Why the Pennsylvania Pharmacy Association is so worried about Trump’s FDA rule

Why the Pennsylvania Pharmacy Association is so worried about Trump’s FDA rule

October 13, 2021 Comments Off on Why the Pennsylvania Pharmacy Association is so worried about Trump’s FDA rule By admin

A group of Pennsylvania pharmacist groups is urging the Trump administration to withdraw the draft rule that would allow pharmacists to prescribe contraceptives, even in cases where the drugs are unsafe.

The American Pharmacists Association said Monday it is calling on the FDA to rescind the rule, which would allow women to get birth control pills if they’re married and don’t have children.

Pharmacy groups are increasingly worried about the Trump Administration’s efforts to roll back access to birth control and abortion, including its push to limit access to abortion care and its recent rollback of federal funds for community health centers and abortion providers.

“The rules are bad, and I think it’s going to be bad for a lot of people,” said Dr. Jennifer Smith, a Pennsylvania resident who is president of the Association of Pennsylvania Pharmacists.

“But it’s also really important that we continue to protect women’s access to the drugs they need and keep people safe.”

Smith said that as a physician she knows firsthand the value of contraception and the ability of women to manage their bodies and families.

Her concerns stem from concerns that the rule would open women to unnecessary and dangerous side effects, including an increased risk of pregnancy and stillbirth, Smith said.
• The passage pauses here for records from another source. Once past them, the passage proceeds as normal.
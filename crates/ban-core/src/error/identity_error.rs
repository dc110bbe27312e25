//! Identity resolution errors

use thiserror::Error;

use crate::value_objects::{PlayerIndex, SteamIdParseError};

/// A player reference could not be turned into a durable identity
#[derive(Debug, Clone, PartialEq, Eq, Error)]
pub enum IdentityResolutionError {
    #[error("No connected player at index {0}")]
    PlayerNotFound(PlayerIndex),

    #[error("Malformed identity {unique_id:?} for player {index}: {source}")]
    MalformedIdentity {
        index: PlayerIndex,
        unique_id: String,
        #[source]
        source: SteamIdParseError,
    },
}

impl IdentityResolutionError {
    /// Get an error code string
    pub fn code(&self) -> &'static str {
        match self {
            Self::PlayerNotFound(_) => "UNKNOWN_PLAYER",
            Self::MalformedIdentity { .. } => "MALFORMED_IDENTITY",
        }
    }
}
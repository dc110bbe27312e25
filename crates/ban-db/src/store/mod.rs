//! The ban store and its request type

mod ban_store;
mod request;

pub use ban_store::BanStore;
pub use request::BanRequest;
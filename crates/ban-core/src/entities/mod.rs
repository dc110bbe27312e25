//! Domain entities - core business objects

mod ban;

pub use ban::{BanId, BanRecord, NewBan};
But the rules have drawn widespread criticism from religious conservatives, who say they are a threat to the religious liberty of women and their employers.

A draft rule published last month would allow the prescribing of birth control to anyone who is 18 or older and who is a full-time student or employee, as long as it’s not medically necessary.

The rule would also allow pharmacist to prescribe the pill to a woman who’s not married and who has a child under the age of 18.

The new rules would also let pharmacists make prescriptions for any other drug the pharmacy considers necessary, such as insulin.

Proponents of the rule say they’re designed to provide women with access to contraception and that it won’t violate their religious beliefs, which they consider to be the most important aspect of medicine.

The proposed rules would make it easier for pharmacists who are religious to prescribe birth control.

But many women are concerned about what the rules could mean for their health.

Smith’s group says pharmacists are already using their religious authority to prescribe contraception to women who are married or in other settings.

There’s been a spike in the number of pharmacists taking a contraceptive prescription this year, she said.

That includes women who were previously prescribed it in a private setting, Smith pointed out.

It’s a very small number of people that have had their contraceptive prescriptions taken away.

It’s a pretty small percentage of people, she added.

Women who use birth control are often afraid to use a pharmacy because they don’t want to lose their job, Smith added.

And because they have to worry about their employers, who may not be so supportive, they might not want to use pharmacies.

I have to be a part of my job, to be able to prescribe my medicine, Smith continued.

While the proposed rule would allow a pharmacist to prescribe a contraceptive, the rules would not allow pharmacicians to make prescriptions or charge for the drugs.

Smith said she worries about what would happen if pharmacists were allowed to charge for a pill that is just prescribed to women, even if the pills aren’t medically necessary for women.

If the new rules are rescinded, women would be allowed to take a pill on the doctor’s prescription for any reason they wanted, Smith explained.

And pharmacists would be able sell a pill for a reasonable price, she explained.

When pharmacists take their pills, they’re using the drugs under a doctor’s supervision.

They’re not taking them from a pharmacy.

So it’s their prescription, and they’re taking it as directed by a physician, Smith told MSNBC.

So it’s really important to me that we protect women.

That’s what I’m most concerned about, Smith insisted.

On the other hand, the Trump rule is really a huge step back for women in Pennsylvania, said Beth Mott, a pharmacy association spokeswoman.

The proposal would allow doctors to prescribe prescription contraceptives in the absence of a doctor prescription.

And doctors are already doing that in many instances.

That means that they are not going to charge women for the medication they are using, Mott said.

And the proposed rules are really going to limit women’s choices about how they use their pills.

Mott said the pharmacist group is also worried about whether the rules will protect women and families from dangerous side-effects.

In a statement, the pharmaceutical industry’s trade association said the rule is needed to ensure access to safe, effective contraception.

Withdrawing the rule from the draft rules could potentially lead to a large spike in women using birth control, which can lead to an increased chance of pregnancy or stillbirth or death, Motsaid.